This is not a novel observation — it is the standard dual-use tension. What makes it specifically iatrogenic is that the safety research itself creates the artifacts that constitute the risk. The risk is not external to the research; it is produced by the research. The safety intervention (adversarial testing) produces the potential harm (validated attack population) as a structural by-product of its mechanism of action. This is the Illich criterion: the intervention is operating correctly, and the harm is a consequence of its design, not a malfunction.
4.3 The Pharmacological Analogy
The iatrogenesis preprint (Wedd et al. 2026) proposes treating safety interventions with pharmacological discipline: known mechanism of action, measured therapeutic window, documented contraindications, and efficacy measured at the harm layer. Applied to automated attack evolution:
Mechanism of action: The system discovers effective persuasion patterns by evolutionary search over structural mutations of known attack families. The mechanism is well-characterised (Report #175): seven mutation strategies, tournament selection, heuristic evaluation.
Therapeutic window: The therapeutic benefit (vulnerability discovery for defenders) requires that findings be communicated to those who can act on them. The therapeutic window is the period between discovery and adversary independent discovery — estimated at 3-12 months for structural knowledge, days to weeks for operational knowledge. Outside this window, the research provides no marginal defensive benefit but the operational artifacts remain hazardous.
Contraindications: The system should not be applied to models where no remediation pathway exists (e.g., open-weight models that cannot be updated by a provider), where the evolved attacks cross the line from structural to content mutations (violating the system’s core design constraint), or where the evaluation methodology is too unreliable to distinguish genuine vulnerabilities from false positives (the current state, given heuristic-only evaluation).
Efficacy measurement at the harm layer: The system currently measures efficacy at the evaluation layer (refusal detection) rather than the harm layer (actual consequences of compliant responses). This is insufficient for therapeutic claims. Adding FLIP re-grading and content-level analysis would improve the measurement but not eliminate the evaluation-harm layer gap.
5. Existing Dual-Use Frameworks: Why They Are Necessary but Insufficient
5.1 The Fink Report (Biosecurity)
The National Academies’ Biotechnology Research in an Age of Terrorism (the Fink Report; Fink 2004) is the foundational document for dual-use governance in the life sciences. It identified seven categories of experiments of concern — experiments that demonstrate how to: (1) render a vaccine ineffective, (2) confer resistance to therapeutically useful antibiotics or antiviral agents, (3) enhance the virulence of a pathogen, (4) increase the transmissibility of a pathogen, (5) alter the host range of a pathogen, (6) enable the evasion of diagnostic/detection modalities, (7) enable the weaponisation of a biological agent.

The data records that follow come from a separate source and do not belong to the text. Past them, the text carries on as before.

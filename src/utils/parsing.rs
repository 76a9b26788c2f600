//! Parsing and range conversion utilities.
//!
//! Host UIs describe color as hue 0-360 and saturation 0-100; the device
//! stores both as 0-255. The helpers here convert between the two and parse
//! the value formats accepted by the CLI.

use crate::error::{ColorWallError, Result};

// =============================================================================
// Range Conversion
// =============================================================================

/// Linearly map `x` from `[in_min, in_max]` to `[out_min, out_max]`.
///
/// # Example
/// ```
/// use color_wall::utils::parsing::remap;
///
/// assert_eq!(remap(127.5, 0.0, 255.0, 0.0, 360.0), 180.0);
/// ```
pub fn remap(x: f64, in_min: f64, in_max: f64, out_min: f64, out_max: f64) -> f64 {
    (x - in_min) * (out_max - out_min) / (in_max - in_min) + out_min
}

/// Round and clamp a converted value into a device byte.
fn to_byte(value: f64) -> u8 {
    value.round().clamp(0.0, 255.0) as u8
}

/// Convert UI hue (0-360) and saturation (0-100) to device range.
pub fn hs_to_device(hue: f64, saturation: f64) -> (u8, u8) {
    (
        to_byte(remap(hue, 0.0, 360.0, 0.0, 255.0)),
        to_byte(remap(saturation, 0.0, 100.0, 0.0, 255.0)),
    )
}

/// Convert device hue and saturation to UI range (0-360, 0-100).
pub fn device_to_hs(hue: u8, saturation: u8) -> (f64, f64) {
    (
        remap(hue as f64, 0.0, 255.0, 0.0, 360.0),
        remap(saturation as f64, 0.0, 255.0, 0.0, 100.0),
    )
}

// =============================================================================
// CLI Values
// =============================================================================

/// Parse an effect parameter assignment of the form `name=value`.
///
/// # Example
/// ```
/// use color_wall::utils::parsing::parse_param;
///
/// let (name, value) = parse_param("deltaHue=24").unwrap();
/// assert_eq!(name, "deltaHue");
/// assert_eq!(value, 24);
/// ```
pub fn parse_param(input: &str) -> Result<(String, i32)> {
    let (name, value) = input.split_once('=').ok_or_else(|| {
        ColorWallError::InvalidInput(format!(
            "Invalid parameter '{}'. Use name=value",
            input
        ))
    })?;

    let name = name.trim();
    if name.is_empty() {
        return Err(ColorWallError::InvalidInput(format!(
            "Missing parameter name in '{}'",
            input
        )));
    }

    let value: i32 = value.trim().parse().map_err(|_| {
        ColorWallError::InvalidInput(format!(
            "Invalid value for '{}': '{}' is not an integer",
            name, value
        ))
    })?;

    Ok((name.to_string(), value))
}

/// Parse an on/off switch value.
pub fn parse_switch(input: &str) -> Result<bool> {
    match input.to_lowercase().as_str() {
        "on" | "true" | "1" => Ok(true),
        "off" | "false" | "0" => Ok(false),
        _ => Err(ColorWallError::InvalidInput(format!(
            "Unknown switch value '{}'. Use: on or off",
            input
        ))),
    }
}

// =============================================================================
// Tests
// =============================================================================

#[cfg(test)]
mod tests {
    use super::*;

    #[test]
    fn test_remap_endpoints() {
        assert_eq!(remap(0.0, 0.0, 255.0, 0.0, 360.0), 0.0);
        assert_eq!(remap(255.0, 0.0, 255.0, 0.0, 360.0), 360.0);
        assert_eq!(remap(50.0, 0.0, 100.0, 0.0, 255.0), 127.5);
    }

    #[test]
    fn test_remap_inverse() {
        for x in 0..=255u8 {
            let there = remap(x as f64, 0.0, 255.0, 0.0, 360.0);
            let back = remap(there, 0.0, 360.0, 0.0, 255.0);
            assert!((back - x as f64).abs() < 1e-9, "x = {}", x);
        }
    }

    #[test]
    fn test_hs_roundtrip_within_rounding() {
        for hue in 0..=255u8 {
            let (h, s) = device_to_hs(hue, 255 - hue);
            assert_eq!(hs_to_device(h, s), (hue, 255 - hue));
        }
    }

    #[test]
    fn test_hs_to_device_clamps() {
        assert_eq!(hs_to_device(400.0, 120.0), (255, 255));
        assert_eq!(hs_to_device(-10.0, -1.0), (0, 0));
        assert_eq!(hs_to_device(180.0, 50.0), (128, 128));
    }

    #[test]
    fn test_parse_param() {
        assert_eq!(parse_param("speed=3").unwrap(), ("speed".to_string(), 3));
        assert_eq!(parse_param(" width = -2 ").unwrap(), ("width".to_string(), -2));
        assert!(parse_param("speed").is_err());
        assert!(parse_param("=3").is_err());
        assert!(parse_param("speed=fast").is_err());
    }

    #[test]
    fn test_parse_switch() {
        assert!(parse_switch("ON").unwrap());
        assert!(!parse_switch("off").unwrap());
        assert!(parse_switch("maybe").is_err());
    }
}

The Fink Report established three principles that are directly relevant to AI adversarial research:
Principle 1: Dual-use review should be institutionalised, not ad hoc. The Fink Report recommended that Institutional Biosafety Committees (IBCs) review dual-use experiments before they are conducted, not after publication. The analogy for AI research: ethics review of automated attack evolution should occur at the research design stage, not only at the publication stage.
Principle 2: The review should be proportional to risk. The Fink Report did not recommend that all biological research be reviewed; it identified specific categories of concern. The analogy: not all AI adversarial research requires enhanced review. Automated systems that evolve operational attack payloads require higher scrutiny than systems that assess the statistical effectiveness of known techniques.
Principle 3: The default should be openness, with justified restrictions. The Fink Report explicitly rejected blanket secrecy, arguing that “the presumption should always be that research should be published in full unless there is a strong and specific case to the contrary.” This principle is frequently mischaracterised as permitting unrestricted publication; it actually establishes a burden of proof: those who argue for restriction must demonstrate specific, concrete harm that outweighs the benefits of openness.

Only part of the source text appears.